When CD4+ T cells recognize an antigen on an antigen presenting cell they become activated. Once activated, they divide and differentiate into one of several subtypes, including Th1, Th2, Th17, Th22, iTreg or Tfh, which secrete different cytokines to facilitate different types of immune responses27.

B lymphocytes participate in the adaptive immune system by presenting antigen and secreting antibodies and cytokines28. Activation of T or B lymphocytes induces the expression of the early activation marker CD6929, 30.

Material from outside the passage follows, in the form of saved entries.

//! Busy-indication gate behavior, observed through a real store.
//!
//! Latencies here are generous multiples of the busy delay so scheduling
//! jitter cannot flip an assertion.

use entity_store_core::action::EntityAction;
use entity_store_core::client::{CrudError, EntityPage};
use entity_store_core::config::EntityConfig;
use entity_store_core::entity::{Entity, EntityStatus};
use entity_store_runtime::EntityStore;
use entity_store_testing::mocks::MockCrudClient;
use serde_json::json;
use std::sync::Arc;
use std::time::Duration;

#[derive(Clone, Debug, PartialEq)]
struct Order {
    id: Option<u64>,
    label: String,
}

impl Entity for Order {
    type Key = u64;

    fn key(&self) -> Option<u64> {
        self.id
    }
}

fn order(id: u64, label: &str) -> Order {
    Order {
        id: Some(id),
        label: label.to_string(),
    }
}

fn store_with(
    latency: Duration,
    busy_delay: Duration,
) -> (EntityStore<Order>, MockCrudClient<Order>) {
    let client = MockCrudClient::new().with_latency(latency);
    let config = EntityConfig::new("orders").with_busy_indication_delay(busy_delay);
    let store = EntityStore::new(Arc::new(client.clone()), config);
    (store, client)
}

fn drain(
    rx: &mut tokio::sync::broadcast::Receiver<EntityAction<Order>>,
) -> Vec<EntityAction<Order>> {
    let mut actions = Vec::new();
    while let Ok(action) = rx.try_recv() {
        actions.push(action);
    }
    actions
}

#[tokio::test]
async fn fast_call_never_surfaces_busy() {
    let (store, client) = store_with(Duration::from_millis(10), Duration::from_millis(300));
    client.enqueue_get_all(Ok(EntityPage::new(vec![order(1, "a")], 1)));

    let mut rx = store.subscribe_actions();
    let mut handle = store.get_all(None).await.unwrap();
    handle.wait().await;

    let actions = drain(&mut rx);
    assert!(
        !actions
            .iter()
            .any(|a| matches!(a, EntityAction::CollectionBusy { .. })),
        "fast call must not emit a busy action"
    );
    assert_eq!(
        actions
            .iter()
            .filter(|a| matches!(a, EntityAction::EntitiesLoaded { .. }))
            .count(),
        1
    );

    let views = store.views();
    assert_eq!(views.collection_status(), EntityStatus::Loaded);
    assert!(!views.collection_is_busy());
    assert_eq!(views.total_entities(), 1);
}

#[tokio::test]
async fn slow_call_shows_busy_exactly_once_then_loads() {
    // The documented scenario: delay 300ms, call resolving in 500ms with
    // 2 entities and a total of 2.
    let (store, client) = store_with(Duration::from_millis(500), Duration::from_millis(300));
    client.enqueue_get_all(Ok(EntityPage::new(vec![order(1, "a"), order(2, "b")], 2)));

    let views = store.views();
    assert_eq!(views.collection_status(), EntityStatus::Initial);

    let mut rx = store.subscribe_actions();
    let mut handle = store.get_all(Some(json!({}))).await.unwrap();

    // The filter lands immediately, before any busy or response event.
    assert_eq!(
        store.state(|s| s.collection.api_filter.clone()).await,
        Some(json!({}))
    );

    // Mid-flight (past the delay, before the response): busy is surfaced.
    tokio::time::sleep(Duration::from_millis(400)).await;
    assert!(views.collection_is_busy());
    assert_eq!(views.collection_status(), EntityStatus::Loading);

    handle.wait_with_timeout(Duration::from_secs(5)).await.unwrap();

    let actions = drain(&mut rx);
    let busy_count = actions
        .iter()
        .filter(|a| matches!(a, EntityAction::CollectionBusy { is_busy: true, .. }))
        .count();
    let loaded_index = actions
        .iter()
        .position(|a| matches!(a, EntityAction::EntitiesLoaded { .. }));
    let busy_index = actions
        .iter()
        .position(|a| matches!(a, EntityAction::CollectionBusy { .. }));

    assert_eq!(busy_count, 1, "busy must fire exactly once");
    assert!(busy_index.unwrap() < loaded_index.unwrap());

    assert_eq!(views.collection_status(), EntityStatus::Loaded);
    assert!(!views.collection_is_busy());
    assert_eq!(views.entities().len(), 2);
    assert_eq!(views.total_entities(), 2);
}

#[tokio::test]
async fn exactly_one_terminal_event_per_invocation() {
    let (store, client) = store_with(Duration::from_millis(10), Duration::from_millis(300));
    client.enqueue_get_all(Ok(EntityPage::new(vec![order(1, "a")], 1)));
    client.enqueue_get_all(Ok(EntityPage::new(vec![order(2, "b")], 1)));

    let mut rx = store.subscribe_actions();

    let mut handle = store.get_all(None).await.unwrap();
    handle.wait().await;
    let mut handle = store.get_all(None).await.unwrap();
    handle.wait().await;

    let terminals = drain(&mut rx)
        .iter()
        .filter(|a| a.is_terminal())
        .count();
    assert_eq!(terminals, 2, "one terminal event per invocation");
    assert_eq!(client.get_all_calls(), 2);
}

#[tokio::test]
async fn failing_save_surfaces_error_on_selected_entity() {
    // The documented scenario: save failing with E while the matching
    // entity is selected.
    let (store, client) = store_with(Duration::from_millis(10), Duration::from_millis(300));
    client.enqueue_get_by_key(Ok(order(5, "a")));

    let mut handle = store.get_by_key(5).await.unwrap();
    handle.wait().await;

    let error = CrudError::Api {
        status: 500,
        message: "boom".to_string(),
    };
    client.enqueue_save(Err(error.clone()));

    let mut rx = store.subscribe_actions();
    let mut handle = store.save(order(5, "edited")).await.unwrap();
    handle.wait().await;

    let views = store.views();
    assert_eq!(views.selected_error(), Some(error));
    assert_eq!(views.selected_status(), EntityStatus::Error);
    assert!(!views.selected_is_busy());

    let failures = drain(&mut rx)
        .iter()
        .filter(|a| matches!(a, EntityAction::SelectedFailed { .. }))
        .count();
    assert_eq!(failures, 1);
}

#[tokio::test]
async fn slow_failure_shows_busy_then_error() {
    let (store, client) = store_with(Duration::from_millis(300), Duration::from_millis(100));
    client.enqueue_get_by_key(Err(CrudError::Transport("down".to_string())));

    let mut rx = store.subscribe_actions();
    let mut handle = store.get_by_key(1).await.unwrap();
    handle.wait_with_timeout(Duration::from_secs(5)).await.unwrap();

    let actions = drain(&mut rx);
    assert!(matches!(
        actions.first(),
        Some(EntityAction::SelectedBusy { is_busy: true, status: EntityStatus::Loading, .. })
    ));
    assert!(matches!(
        actions.last(),
        Some(EntityAction::SelectedFailed { .. })
    ));
    assert_eq!(actions.len(), 2);

    let views = store.views();
    assert_eq!(views.selected_status(), EntityStatus::Error);
    assert!(!views.selected_is_busy());
}

#[tokio::test]
async fn redispatch_after_error_clears_it() {
    let (store, client) = store_with(Duration::from_millis(10), Duration::from_millis(300));
    client.enqueue_save(Err(CrudError::Transport("down".to_string())));

    let mut handle = store.save(order(5, "draft")).await.unwrap();
    handle.wait().await;
    assert_eq!(store.views().selected_status(), EntityStatus::Error);

    client.enqueue_save(Ok(order(5, "draft")));
    let mut handle = store.save(order(5, "draft")).await.unwrap();
    handle.wait().await;

    let views = store.views();
    assert_eq!(views.selected_status(), EntityStatus::Saved);
    assert!(views.selected_error().is_none());
}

The aim of this work was to characterize changes in peripheral inflammation associated specifically to MHE. To reach this aim we analyzed by immunophenotyping and cytokine profile analysis, changes in cirrhotic patients without or with MHE compared to controls without liver disease in:

  • Monocytes subsets: classical CD14++CD16, intermediate CD14++CD16+ and non-classical CD14+CD16++

  • Pro-inflammatory CD4+CD28 subset and memory vs naive CD4+ T lymphocytes

  • Activation of T and B lymphocytes by measuring the early activation marker CD69 and IgG levels

  • Differentiation of CD4+ T lymphocytes to different subtypes: Th1, Th2, Th17, Th22, iTreg or Tfh

  • The profile of serum cytokines: IL-6, IL-10, TNFα, CCL20, CXCL13, IL-15, CX3CR1, TGFβ, IL-21, IL-17, IL-12, IL-18, IL-1β and IL-22

Results

Patients were classified in 125 without and 62 with MHE according to PHES score. There were no differences between cirrhotic patients without and with MHE in any marker of liver damage: transaminases, MELD, Child Pugh, or in ammonia, sodium TSH or hemoglobin levels (Supplementary Table 1).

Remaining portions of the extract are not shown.